# [Data extracts]
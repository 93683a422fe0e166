//! Server configuration with `${VAR}` environment expansion.
//!
//! Secrets like the Slack token live in the environment; the JSON file
//! references them as `"${SLACK_BOT_TOKEN}"` and is safe to commit.

use std::env;
use std::fs;
use std::path::Path;

use anyhow::{Context, Result, bail};
use serde::Deserialize;
use url::Url;

#[derive(Debug, Clone, Deserialize)]
#[serde(default)]
pub struct ServerConfig {
    pub server: ServerSection,
    pub controller: ControllerSection,
    pub notifier: NotifierSection,
    /// Directory served under /assets (notification icons live here).
    pub assets_dir: String,
}

impl Default for ServerConfig {
    fn default() -> Self {
        Self {
            server: ServerSection::default(),
            controller: ControllerSection::default(),
            notifier: NotifierSection::default(),
            assets_dir: "assets".to_string(),
        }
    }
}

#[derive(Debug, Clone, Deserialize)]
#[serde(default)]
pub struct ServerSection {
    pub host: String,
    pub port: u16,
}

impl Default for ServerSection {
    fn default() -> Self {
        Self {
            host: "0.0.0.0".to_string(),
            port: 12345,
        }
    }
}

#[derive(Debug, Clone, Deserialize)]
#[serde(default)]
pub struct ControllerSection {
    pub time_without_event_to_declare_idle_secs: f64,
}

impl Default for ControllerSection {
    fn default() -> Self {
        Self {
            time_without_event_to_declare_idle_secs: 300.0,
        }
    }
}

#[derive(Debug, Clone, Deserialize)]
#[serde(default)]
pub struct NotifierSection {
    /// Slack bot token; empty disables Slack and transitions only reach
    /// the log.
    pub token: String,
    pub channel: String,
    /// Public base URL the icons are reachable under (Slack fetches them).
    pub assets_url: String,
}

impl Default for NotifierSection {
    fn default() -> Self {
        Self {
            token: String::new(),
            channel: "pingpong".to_string(),
            assets_url: "http://127.0.0.1:12345/assets".to_string(),
        }
    }
}

impl NotifierSection {
    /// Slack is in play only when a token is configured.
    pub fn enabled(&self) -> bool {
        !self.token.is_empty()
    }
}

impl ServerConfig {
    pub fn load(path: &Path) -> Result<Self> {
        let raw = fs::read_to_string(path)
            .with_context(|| format!("failed to read config file {}", path.display()))?;
        let mut value: serde_json::Value = serde_json::from_str(&raw)
            .with_context(|| format!("invalid config in {}", path.display()))?;
        expand_env(&mut value);
        let cfg: Self = serde_json::from_value(value)
            .with_context(|| format!("invalid config in {}", path.display()))?;
        cfg.validate()?;
        Ok(cfg)
    }

    pub fn validate(&self) -> Result<()> {
        if self.controller.time_without_event_to_declare_idle_secs <= 0.0 {
            bail!("controller.time_without_event_to_declare_idle_secs must be positive");
        }
        if self.notifier.enabled() {
            if self.notifier.channel.is_empty() {
                bail!("notifier.channel must be set");
            }
            Url::parse(&self.notifier.assets_url).with_context(|| {
                format!("invalid notifier.assets_url '{}'", self.notifier.assets_url)
            })?;
        }
        Ok(())
    }
}

/// Expand `${VAR}` references in every string of a JSON tree.
fn expand_env(value: &mut serde_json::Value) {
    match value {
        serde_json::Value::String(s) => *s = expand_str(s),
        serde_json::Value::Array(items) => items.iter_mut().for_each(expand_env),
        serde_json::Value::Object(map) => map.values_mut().for_each(expand_env),
        _ => {}
    }
}

/// Unset variables expand to the empty string, like the shell; an
/// unterminated `${` stays literal.
fn expand_str(input: &str) -> String {
    let mut out = String::with_capacity(input.len());
    let mut rest = input;
    while let Some(start) = rest.find("${") {
        out.push_str(&rest[..start]);
        let after = &rest[start + 2..];
        match after.find('}') {
            Some(end) => {
                let name = &after[..end];
                match env::var(name) {
                    Ok(v) => out.push_str(&v),
                    Err(_) => {
                        tracing::warn!("config references unset environment variable {}", name);
                    }
                }
                rest = &after[end + 1..];
            }
            None => {
                out.push_str(&rest[start..]);
                rest = "";
            }
        }
    }
    out.push_str(rest);
    out
}

#[cfg(test)]
mod tests {
    use super::*;
    use serde_json::json;

    #[test]
    fn defaults_pass_validation() {
        ServerConfig::default().validate().unwrap();
    }

    #[test]
    fn set_variables_are_substituted() {
        // PATH is set in any environment the tests run in.
        let path = env::var("PATH").unwrap();
        assert_eq!(expand_str("pre ${PATH} post"), format!("pre {path} post"));
    }

    #[test]
    fn unset_variables_become_empty() {
        assert_eq!(expand_str("x${NO_SUCH_PINGPONG_VAR_SET}y"), "xy");
    }

    #[test]
    fn unterminated_references_stay_literal() {
        assert_eq!(expand_str("token ${OOPS"), "token ${OOPS");
    }

    #[test]
    fn plain_strings_pass_through() {
        assert_eq!(expand_str("nothing to see"), "nothing to see");
    }

    #[test]
    fn expansion_walks_nested_objects() {
        let mut value = json!({
            "notifier": { "token": "${NO_SUCH_PINGPONG_VAR_SET}", "channel": "pingpong" },
            "ports": ["${NO_SUCH_PINGPONG_VAR_SET}"]
        });
        expand_env(&mut value);
        assert_eq!(value["notifier"]["token"], "");
        assert_eq!(value["ports"][0], "");
    }

    #[test]
    fn empty_token_disables_slack() {
        let cfg: ServerConfig =
            serde_json::from_value(json!({ "notifier": { "token": "" } })).unwrap();
        assert!(!cfg.notifier.enabled());
        cfg.validate().unwrap();
    }

    #[test]
    fn enabled_notifier_requires_a_sane_assets_url() {
        let cfg: ServerConfig = serde_json::from_value(json!({
            "notifier": { "token": "xoxb-1", "assets_url": "not a url" }
        }))
        .unwrap();
        assert!(cfg.validate().is_err());
    }

    #[test]
    fn idle_timeout_must_be_positive() {
        let cfg: ServerConfig = serde_json::from_value(json!({
            "controller": { "time_without_event_to_declare_idle_secs": 0.0 }
        }))
        .unwrap();
        assert!(cfg.validate().is_err());
    }

    #[test]
    fn partial_file_fills_in_defaults() {
        let cfg: ServerConfig =
            serde_json::from_value(json!({ "server": { "port": 8080 } })).unwrap();
        assert_eq!(cfg.server.port, 8080);
        assert_eq!(cfg.server.host, "0.0.0.0");
        assert_eq!(cfg.controller.time_without_event_to_declare_idle_secs, 300.0);
        assert_eq!(cfg.notifier.channel, "pingpong");
    }
}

# [Your assignment]
An unaltered transcription of all the data above is needed.

# [Reply]
repository 93683a422fe0e166
//! Server configuration with `${VAR}` environment expansion.
//!
//! Secrets like the Slack token live in the environment; the JSON file
//! references them as `"${SLACK_BOT_TOKEN}"` and is safe to commit.

use std::env;
use std::fs;
use std::path::Path;

use anyhow::{Context, Result, bail};
use serde::Deserialize;
use url::Url;

#[derive(Debug, Clone, Deserialize)]
#[serde(default)]
pub struct ServerConfig {
    pub server: ServerSection,
    pub controller: ControllerSection,
    pub notifier: NotifierSection,
    /// Directory served under /assets (notification icons live here).
    pub assets_dir: String,
}

impl Default for ServerConfig {
    fn default() -> Self {
        Self {
            server: ServerSection::default(),
            controller: ControllerSection::default(),
            notifier: NotifierSection::default(),
            assets_dir: "assets".to_string(),
        }
    }
}

#[derive(Debug, Clone, Deserialize)]
#[serde(default)]
pub struct ServerSection {
    pub host: String,
    pub port: u16,
}

impl Default for ServerSection {
    fn default() -> Self {
        Self {
            host: "0.0.0.0".to_string(),
            port: 12345,
        }
    }
}

#[derive(Debug, Clone, Deserialize)]
#[serde(default)]
pub struct ControllerSection {
    pub time_without_event_to_declare_idle_secs: f64,
}

impl Default for ControllerSection {
    fn default() -> Self {
        Self {
            time_without_event_to_declare_idle_secs: 300.0,
        }
    }
}

#[derive(Debug, Clone, Deserialize)]
#[serde(default)]
pub struct NotifierSection {
    /// Slack bot token; empty disables Slack and transitions only reach
    /// the log.
    pub token: String,
    pub channel: String,
    /// Public base URL the icons are reachable under (Slack fetches them).
    pub assets_url: String,
}

impl Default for NotifierSection {
    fn default() -> Self {
        Self {
            token: String::new(),
            channel: "pingpong".to_string(),
            assets_url: "http://127.0.0.1:12345/assets".to_string(),
        }
    }
}

impl NotifierSection {
    /// Slack is in play only when a token is configured.
    pub fn enabled(&self) -> bool {
        !self.token.is_empty()
    }
}

impl ServerConfig {
    pub fn load(path: &Path) -> Result<Self> {
        let raw = fs::read_to_string(path)
            .with_context(|| format!("failed to read config file {}", path.display()))?;
        let mut value: serde_json::Value = serde_json::from_str(&raw)
            .with_context(|| format!("invalid config in {}", path.display()))?;
        expand_env(&mut value);
        let cfg: Self = serde_json::from_value(value)
            .with_context(|| format!("invalid config in {}", path.display()))?;
        cfg.validate()?;
        Ok(cfg)
    }

    pub fn validate(&self) -> Result<()> {
        if self.controller.time_without_event_to_declare_idle_secs <= 0.0 {
            bail!("controller.time_without_event_to_declare_idle_secs must be positive");
        }
        if self.notifier.enabled() {
            if self.notifier.channel.is_empty() {
                bail!("notifier.channel must be set");
            }
            Url::parse(&self.notifier.assets_url).with_context(|| {
                format!("invalid notifier.assets_url '{}'", self.notifier.assets_url)
            })?;
        }
        Ok(())
    }
}

/// Expand `${VAR}` references in every string of a JSON tree.
fn expand_env(value: &mut serde_json::Value) {
    match value {
        serde_json::Value::String(s) => *s = expand_str(s),
        serde_json::Value::Array(items) => items.iter_mut().for_each(expand_env),
        serde_json::Value::Object(map) => map.values_mut().for_each(expand_env),
        _ => {}
    }
}

/// Unset variables expand to the empty string, like the shell; an
/// unterminated `${` stays literal.
fn expand_str(input: &str) -> String {
    let mut out = String::with_capacity(input.len());
    let mut rest = input;
    while let Some(start) = rest.find("${") {
        out.push_str(&rest[..start]);
        let after = &rest[start + 2..];
        match after.find('}') {
            Some(end) => {
                let name = &after[..end];
                match env::var(name) {
                    Ok(v) => out.push_str(&v),
                    Err(_) => {
                        tracing::warn!("config references unset environment variable {}", name);
                    }
                }
                rest = &after[end + 1..];
            }
            None => {
                out.push_str(&rest[start..]);
                rest = "";
            }
        }
    }
    out.push_str(rest);
    out
}

#[cfg(test)]
mod tests {
    use super::*;
    use serde_json::json;

    #[test]
    fn defaults_pass_validation() {
        ServerConfig::default().validate().unwrap();
    }

    #[test]
    fn set_variables_are_substituted() {
        // PATH is set in any environment the tests run in.
        let path = env::var("PATH").unwrap();
        assert_eq!(expand_str("pre ${PATH} post"), format!("pre {path} post"));
    }

    #[test]
    fn unset_variables_become_empty() {
        assert_eq!(expand_str("x${NO_SUCH_PINGPONG_VAR_SET}y"), "xy");
    }

    #[test]
    fn unterminated_references_stay_literal() {
        assert_eq!(expand_str("token ${OOPS"), "token ${OOPS");
    }

    #[test]
    fn plain_strings_pass_through() {
        assert_eq!(expand_str("nothing to see"), "nothing to see");
    }

    #[test]
    fn expansion_walks_nested_objects() {
        let mut value = json!({
            "notifier": { "token": "${NO_SUCH_PINGPONG_VAR_SET}", "channel": "pingpong" },
            "ports": ["${NO_SUCH_PINGPONG_VAR_SET}"]
        });
        expand_env(&mut value);
        assert_eq!(value["notifier"]["token"], "");
        assert_eq!(value["ports"][0], "");
    }

    #[test]
    fn empty_token_disables_slack() {
        let cfg: ServerConfig =
            serde_json::from_value(json!({ "notifier": { "token": "" } })).unwrap();
        assert!(!cfg.notifier.enabled());
        cfg.validate().unwrap();
    }

    #[test]
    fn enabled_notifier_requires_a_sane_assets_url() {
        let cfg: ServerConfig = serde_json::from_value(json!({
            "notifier": { "token": "xoxb-1", "assets_url": "not a url" }
        }))
        .unwrap();
        assert!(cfg.validate().is_err());
    }

    #[test]
    fn idle_timeout_must_be_positive() {
        let cfg: ServerConfig = serde_json::from_value(json!({
            "controller": { "time_without_event_to_declare_idle_secs": 0.0 }
        }))
        .unwrap();
        assert!(cfg.validate().is_err());
    }

    #[test]
    fn partial_file_fills_in_defaults() {
        let cfg: ServerConfig =
            serde_json::from_value(json!({ "server": { "port": 8080 } })).unwrap();
        assert_eq!(cfg.server.port, 8080);
        assert_eq!(cfg.server.host, "0.0.0.0");
        assert_eq!(cfg.controller.time_without_event_to_declare_idle_secs, 300.0);
        assert_eq!(cfg.notifier.channel, "pingpong");
    }
}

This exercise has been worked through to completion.